Stored data
━━━━━━
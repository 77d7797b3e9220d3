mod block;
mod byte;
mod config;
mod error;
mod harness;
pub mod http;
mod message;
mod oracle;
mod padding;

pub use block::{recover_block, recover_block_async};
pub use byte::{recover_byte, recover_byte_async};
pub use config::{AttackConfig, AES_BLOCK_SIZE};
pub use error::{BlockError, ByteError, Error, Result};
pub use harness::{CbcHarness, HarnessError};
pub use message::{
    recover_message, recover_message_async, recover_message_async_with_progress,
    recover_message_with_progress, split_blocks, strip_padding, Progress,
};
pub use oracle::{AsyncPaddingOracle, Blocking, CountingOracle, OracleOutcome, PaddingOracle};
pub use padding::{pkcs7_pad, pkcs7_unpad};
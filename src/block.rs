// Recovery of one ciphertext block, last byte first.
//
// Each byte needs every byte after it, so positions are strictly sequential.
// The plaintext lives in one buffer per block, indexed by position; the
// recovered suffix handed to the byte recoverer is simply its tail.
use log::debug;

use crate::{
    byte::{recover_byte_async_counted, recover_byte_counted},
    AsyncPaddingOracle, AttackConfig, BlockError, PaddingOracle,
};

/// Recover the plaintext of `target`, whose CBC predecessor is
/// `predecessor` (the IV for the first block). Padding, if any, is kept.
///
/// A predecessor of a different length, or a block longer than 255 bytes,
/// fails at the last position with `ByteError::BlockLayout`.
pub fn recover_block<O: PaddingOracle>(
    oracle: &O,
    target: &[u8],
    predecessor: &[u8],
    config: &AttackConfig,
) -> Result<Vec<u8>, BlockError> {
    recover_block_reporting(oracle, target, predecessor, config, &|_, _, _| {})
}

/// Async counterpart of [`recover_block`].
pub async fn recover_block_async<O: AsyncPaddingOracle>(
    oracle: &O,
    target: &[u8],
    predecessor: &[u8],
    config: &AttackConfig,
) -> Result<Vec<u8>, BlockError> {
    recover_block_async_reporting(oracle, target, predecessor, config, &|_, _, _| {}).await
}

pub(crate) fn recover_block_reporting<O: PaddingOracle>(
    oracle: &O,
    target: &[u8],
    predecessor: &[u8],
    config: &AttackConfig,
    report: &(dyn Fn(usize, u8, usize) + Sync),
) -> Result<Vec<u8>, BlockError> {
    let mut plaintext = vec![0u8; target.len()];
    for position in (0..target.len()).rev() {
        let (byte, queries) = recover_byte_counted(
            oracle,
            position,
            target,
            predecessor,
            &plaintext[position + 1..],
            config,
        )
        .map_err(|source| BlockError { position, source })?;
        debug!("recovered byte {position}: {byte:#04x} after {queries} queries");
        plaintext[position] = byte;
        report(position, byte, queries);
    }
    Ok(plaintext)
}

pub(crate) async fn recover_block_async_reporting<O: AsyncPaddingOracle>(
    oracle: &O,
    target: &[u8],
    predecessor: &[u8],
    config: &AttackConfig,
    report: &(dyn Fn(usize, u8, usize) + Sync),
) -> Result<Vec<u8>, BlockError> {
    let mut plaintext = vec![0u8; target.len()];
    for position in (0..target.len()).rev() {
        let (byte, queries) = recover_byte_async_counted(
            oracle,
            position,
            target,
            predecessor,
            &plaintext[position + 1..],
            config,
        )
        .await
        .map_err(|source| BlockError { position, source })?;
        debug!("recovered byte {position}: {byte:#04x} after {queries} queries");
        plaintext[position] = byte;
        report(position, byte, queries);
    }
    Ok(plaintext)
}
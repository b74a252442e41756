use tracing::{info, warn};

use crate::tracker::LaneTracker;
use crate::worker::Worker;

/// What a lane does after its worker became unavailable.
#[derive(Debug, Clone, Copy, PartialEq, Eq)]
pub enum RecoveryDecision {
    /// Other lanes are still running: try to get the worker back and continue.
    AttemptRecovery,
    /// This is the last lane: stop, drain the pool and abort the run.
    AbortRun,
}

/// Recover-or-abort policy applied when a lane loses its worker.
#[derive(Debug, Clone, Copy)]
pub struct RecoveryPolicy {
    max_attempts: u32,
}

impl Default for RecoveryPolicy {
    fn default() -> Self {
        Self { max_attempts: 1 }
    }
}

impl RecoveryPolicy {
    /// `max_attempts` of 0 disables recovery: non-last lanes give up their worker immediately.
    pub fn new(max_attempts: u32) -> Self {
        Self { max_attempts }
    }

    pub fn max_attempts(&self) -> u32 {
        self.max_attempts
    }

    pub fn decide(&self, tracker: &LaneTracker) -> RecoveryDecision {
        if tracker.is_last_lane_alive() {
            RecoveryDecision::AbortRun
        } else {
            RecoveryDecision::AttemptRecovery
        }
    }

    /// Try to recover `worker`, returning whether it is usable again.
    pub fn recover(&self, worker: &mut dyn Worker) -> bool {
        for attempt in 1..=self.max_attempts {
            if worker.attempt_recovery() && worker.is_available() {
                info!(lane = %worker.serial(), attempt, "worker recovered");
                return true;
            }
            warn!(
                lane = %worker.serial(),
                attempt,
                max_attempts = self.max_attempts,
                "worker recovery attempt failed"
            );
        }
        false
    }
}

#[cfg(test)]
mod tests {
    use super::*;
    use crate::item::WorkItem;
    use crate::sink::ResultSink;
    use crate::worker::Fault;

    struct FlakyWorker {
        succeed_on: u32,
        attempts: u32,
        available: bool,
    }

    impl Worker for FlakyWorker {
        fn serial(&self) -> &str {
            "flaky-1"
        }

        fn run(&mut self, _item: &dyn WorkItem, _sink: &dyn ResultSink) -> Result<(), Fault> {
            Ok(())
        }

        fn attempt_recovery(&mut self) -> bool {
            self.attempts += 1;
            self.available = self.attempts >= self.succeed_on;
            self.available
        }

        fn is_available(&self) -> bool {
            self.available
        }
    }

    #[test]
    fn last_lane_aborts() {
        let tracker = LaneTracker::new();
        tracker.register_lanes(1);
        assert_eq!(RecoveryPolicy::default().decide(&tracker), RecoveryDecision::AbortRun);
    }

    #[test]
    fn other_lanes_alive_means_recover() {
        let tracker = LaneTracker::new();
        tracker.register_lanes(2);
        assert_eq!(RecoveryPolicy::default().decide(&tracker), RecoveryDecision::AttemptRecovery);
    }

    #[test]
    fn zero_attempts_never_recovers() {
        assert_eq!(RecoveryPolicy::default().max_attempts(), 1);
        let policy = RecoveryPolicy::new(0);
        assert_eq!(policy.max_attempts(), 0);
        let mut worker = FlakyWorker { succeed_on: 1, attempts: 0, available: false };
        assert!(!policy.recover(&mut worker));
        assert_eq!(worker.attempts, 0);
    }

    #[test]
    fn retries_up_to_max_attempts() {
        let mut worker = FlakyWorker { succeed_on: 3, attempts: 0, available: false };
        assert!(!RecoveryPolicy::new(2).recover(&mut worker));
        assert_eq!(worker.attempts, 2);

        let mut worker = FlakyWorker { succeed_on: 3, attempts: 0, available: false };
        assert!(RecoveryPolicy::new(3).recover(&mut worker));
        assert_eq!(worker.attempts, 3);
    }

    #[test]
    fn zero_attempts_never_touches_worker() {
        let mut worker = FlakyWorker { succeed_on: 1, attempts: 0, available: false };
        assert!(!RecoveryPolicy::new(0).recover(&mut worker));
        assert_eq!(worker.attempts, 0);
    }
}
━━━━━━
**WORK ORDER:** Using the data above, restate word for word the lines from its opening line through the line that contains "CBC predecessor is", and no more.

**EXPECTED OUTPUT:**
repository 77d7797b3e9220d3
mod block;
mod byte;
mod config;
mod error;
mod harness;
pub mod http;
mod message;
mod oracle;
mod padding;

pub use block::{recover_block, recover_block_async};
pub use byte::{recover_byte, recover_byte_async};
pub use config::{AttackConfig, AES_BLOCK_SIZE};
pub use error::{BlockError, ByteError, Error, Result};
pub use harness::{CbcHarness, HarnessError};
pub use message::{
    recover_message, recover_message_async, recover_message_async_with_progress,
    recover_message_with_progress, split_blocks, strip_padding, Progress,
};
pub use oracle::{AsyncPaddingOracle, Blocking, CountingOracle, OracleOutcome, PaddingOracle};
pub use padding::{pkcs7_pad, pkcs7_unpad};
filename src/block.rs
// Recovery of one ciphertext block, last byte first.
//
// Each byte needs every byte after it, so positions are strictly sequential.
// The plaintext lives in one buffer per block, indexed by position; the
// recovered suffix handed to the byte recoverer is simply its tail.
use log::debug;

use crate::{
    byte::{recover_byte_async_counted, recover_byte_counted},
    AsyncPaddingOracle, AttackConfig, BlockError, PaddingOracle,
};

/// Recover the plaintext of `target`, whose CBC predecessor is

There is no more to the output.